▶ _EXERCISE INSTRUCTIONS_
Give the lines again word for word, beginning with the one containing "for (_, param)" and ending with the last line of the material below.

▶ _RECORDS_
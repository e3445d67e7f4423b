//! Parameter scoring and weighted aggregation.

use std::collections::BTreeMap;

use crate::analysis::normalizer::RawParameter;
use crate::models::scores::{weight_for, DetailedScores, ScoreParameter};

/// Builds the full 24-entry score set from whatever subset the agent sent.
///
/// Missing parameters become zero-score placeholders; unknown extra keys in
/// the raw mapping are silently ignored; scores are clamped into [0, 10].
/// Weights always come from the constant table.
pub fn score_parameters(raw: &BTreeMap<String, RawParameter>) -> DetailedScores {
    DetailedScores::build(|name| {
        let param = raw.get(name).cloned().unwrap_or_default();
        ScoreParameter {
            score: param.score.clamp(0.0, 10.0),
            justification: param.justification,
            evidence: param.evidence,
            weight: weight_for(name).expect("weight table covers every fixed parameter"),
        }
    })
}

/// Weight-normalized mean across all 24 parameters, rounded to 2 decimals.
pub fn weighted_total(scores: &DetailedScores) -> f64 {
    let mut total_weighted = 0.0;
    let mut total_weight = 0.0;

    for (_, param) in scores.iter() {
        total_weighted += param.score * param.weight;
        total_weight += param.weight;
    }

    if total_weight == 0.0 {
        return 0.0;
    }

    let avg = total_weighted / total_weight;
    (avg * 100.0).round() / 100.0
}

/// Linear percentile placeholder: clamp(round(total × 10), 0, 100).
///
/// Not a market-benchmark lookup. Kept as-is for output compatibility.
pub fn percentile(total_score: f64) -> u8 {
    ((total_score * 10.0).round() as i64).clamp(0, 100) as u8
}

▶ _EXERCISE SOLUTION_
    for (_, param) in scores.iter() {
        total_weighted += param.score * param.weight;
        total_weight += param.weight;
    }

    if total_weight == 0.0 {
        return 0.0;
    }

    let avg = total_weighted / total_weight;
    (avg * 100.0).round() / 100.0
}

/// Linear percentile placeholder: clamp(round(total × 10), 0, 100).
///
/// Not a market-benchmark lookup. Kept as-is for output compatibility.
pub fn percentile(total_score: f64) -> u8 {
    ((total_score * 10.0).round() as i64).clamp(0, 100) as u8
}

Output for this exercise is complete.